▶ [Work to be completed]: Among the entries that follow, how many lines contain the word "after"? Give the number alone.

-------- Dataset extract

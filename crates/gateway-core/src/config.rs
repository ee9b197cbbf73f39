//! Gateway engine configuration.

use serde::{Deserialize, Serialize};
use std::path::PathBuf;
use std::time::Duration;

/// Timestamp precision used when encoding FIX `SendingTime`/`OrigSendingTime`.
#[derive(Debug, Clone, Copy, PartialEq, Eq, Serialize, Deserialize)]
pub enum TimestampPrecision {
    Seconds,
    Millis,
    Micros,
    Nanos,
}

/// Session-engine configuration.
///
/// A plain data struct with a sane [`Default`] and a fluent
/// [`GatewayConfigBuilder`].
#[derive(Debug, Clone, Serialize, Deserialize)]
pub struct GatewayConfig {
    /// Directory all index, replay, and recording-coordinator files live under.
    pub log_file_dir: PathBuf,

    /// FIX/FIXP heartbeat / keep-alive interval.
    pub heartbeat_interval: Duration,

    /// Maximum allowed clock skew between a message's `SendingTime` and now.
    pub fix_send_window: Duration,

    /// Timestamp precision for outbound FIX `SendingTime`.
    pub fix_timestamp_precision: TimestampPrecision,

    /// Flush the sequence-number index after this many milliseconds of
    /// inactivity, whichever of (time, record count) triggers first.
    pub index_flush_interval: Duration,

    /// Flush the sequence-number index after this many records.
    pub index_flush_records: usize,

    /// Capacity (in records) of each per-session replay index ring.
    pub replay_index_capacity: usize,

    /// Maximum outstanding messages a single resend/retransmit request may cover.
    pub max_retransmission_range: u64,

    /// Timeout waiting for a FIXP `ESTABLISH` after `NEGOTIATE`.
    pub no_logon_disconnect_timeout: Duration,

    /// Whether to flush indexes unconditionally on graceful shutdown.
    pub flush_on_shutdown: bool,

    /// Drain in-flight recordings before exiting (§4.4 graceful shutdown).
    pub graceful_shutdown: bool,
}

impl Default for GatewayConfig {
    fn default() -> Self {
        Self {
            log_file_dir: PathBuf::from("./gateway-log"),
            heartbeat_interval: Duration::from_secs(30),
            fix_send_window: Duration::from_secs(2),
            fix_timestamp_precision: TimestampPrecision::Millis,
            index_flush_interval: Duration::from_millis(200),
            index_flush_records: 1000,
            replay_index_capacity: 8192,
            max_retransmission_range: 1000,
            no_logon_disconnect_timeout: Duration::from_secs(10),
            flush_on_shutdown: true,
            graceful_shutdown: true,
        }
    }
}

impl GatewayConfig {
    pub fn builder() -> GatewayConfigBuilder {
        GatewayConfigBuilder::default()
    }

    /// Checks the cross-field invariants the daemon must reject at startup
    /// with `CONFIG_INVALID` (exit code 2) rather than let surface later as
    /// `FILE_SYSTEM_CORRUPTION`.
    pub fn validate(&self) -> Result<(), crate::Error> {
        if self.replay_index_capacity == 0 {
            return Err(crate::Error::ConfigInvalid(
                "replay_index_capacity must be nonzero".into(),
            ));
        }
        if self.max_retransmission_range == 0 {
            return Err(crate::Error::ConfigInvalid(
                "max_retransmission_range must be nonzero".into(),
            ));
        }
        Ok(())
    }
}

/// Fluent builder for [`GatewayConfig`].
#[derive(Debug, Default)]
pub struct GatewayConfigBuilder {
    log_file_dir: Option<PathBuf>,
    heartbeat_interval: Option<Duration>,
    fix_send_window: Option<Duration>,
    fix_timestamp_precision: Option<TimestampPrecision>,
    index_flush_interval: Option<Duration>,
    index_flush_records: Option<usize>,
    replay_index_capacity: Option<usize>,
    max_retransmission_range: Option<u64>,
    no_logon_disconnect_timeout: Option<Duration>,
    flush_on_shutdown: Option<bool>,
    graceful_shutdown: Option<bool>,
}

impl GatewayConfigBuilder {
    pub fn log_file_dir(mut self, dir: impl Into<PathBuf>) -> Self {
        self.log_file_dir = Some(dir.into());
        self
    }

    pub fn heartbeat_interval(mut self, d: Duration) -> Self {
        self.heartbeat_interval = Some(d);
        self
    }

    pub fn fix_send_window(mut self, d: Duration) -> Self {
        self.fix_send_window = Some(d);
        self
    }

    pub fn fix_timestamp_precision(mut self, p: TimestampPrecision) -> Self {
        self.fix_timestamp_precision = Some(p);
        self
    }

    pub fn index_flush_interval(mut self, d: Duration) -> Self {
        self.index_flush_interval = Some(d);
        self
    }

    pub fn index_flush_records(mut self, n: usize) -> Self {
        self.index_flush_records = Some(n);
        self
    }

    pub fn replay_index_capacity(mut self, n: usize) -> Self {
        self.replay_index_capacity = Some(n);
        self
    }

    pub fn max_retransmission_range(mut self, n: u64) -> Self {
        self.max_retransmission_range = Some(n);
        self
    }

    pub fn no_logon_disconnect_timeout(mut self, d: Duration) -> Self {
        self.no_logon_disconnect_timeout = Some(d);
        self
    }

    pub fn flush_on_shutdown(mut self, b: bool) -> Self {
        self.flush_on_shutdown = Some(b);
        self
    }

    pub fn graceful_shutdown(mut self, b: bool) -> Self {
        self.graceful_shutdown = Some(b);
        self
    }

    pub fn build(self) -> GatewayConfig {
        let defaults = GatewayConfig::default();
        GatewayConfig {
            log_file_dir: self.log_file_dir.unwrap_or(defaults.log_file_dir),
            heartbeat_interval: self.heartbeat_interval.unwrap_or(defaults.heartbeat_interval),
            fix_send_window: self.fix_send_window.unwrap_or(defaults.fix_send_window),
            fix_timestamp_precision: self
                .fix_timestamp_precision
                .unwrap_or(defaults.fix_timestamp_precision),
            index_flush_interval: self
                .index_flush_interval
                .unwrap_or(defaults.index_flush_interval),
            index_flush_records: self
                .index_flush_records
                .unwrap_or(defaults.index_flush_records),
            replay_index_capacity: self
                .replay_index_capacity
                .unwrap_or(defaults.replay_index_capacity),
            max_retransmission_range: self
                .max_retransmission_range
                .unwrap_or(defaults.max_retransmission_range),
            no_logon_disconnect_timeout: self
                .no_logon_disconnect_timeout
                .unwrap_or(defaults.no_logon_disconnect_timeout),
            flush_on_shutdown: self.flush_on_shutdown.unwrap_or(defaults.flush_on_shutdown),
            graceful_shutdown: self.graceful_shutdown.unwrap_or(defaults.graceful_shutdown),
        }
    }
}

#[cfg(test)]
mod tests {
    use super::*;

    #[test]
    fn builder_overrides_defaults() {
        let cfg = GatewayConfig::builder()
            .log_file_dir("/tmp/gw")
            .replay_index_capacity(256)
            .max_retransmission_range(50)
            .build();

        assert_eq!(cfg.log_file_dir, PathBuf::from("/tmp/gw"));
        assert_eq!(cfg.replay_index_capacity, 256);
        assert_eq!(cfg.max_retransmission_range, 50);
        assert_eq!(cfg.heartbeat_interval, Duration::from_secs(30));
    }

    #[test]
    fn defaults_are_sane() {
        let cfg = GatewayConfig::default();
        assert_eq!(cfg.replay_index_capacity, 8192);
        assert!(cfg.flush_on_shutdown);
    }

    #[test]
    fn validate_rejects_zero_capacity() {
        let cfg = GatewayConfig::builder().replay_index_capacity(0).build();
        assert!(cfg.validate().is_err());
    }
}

----------------

▶ [Task result]: 3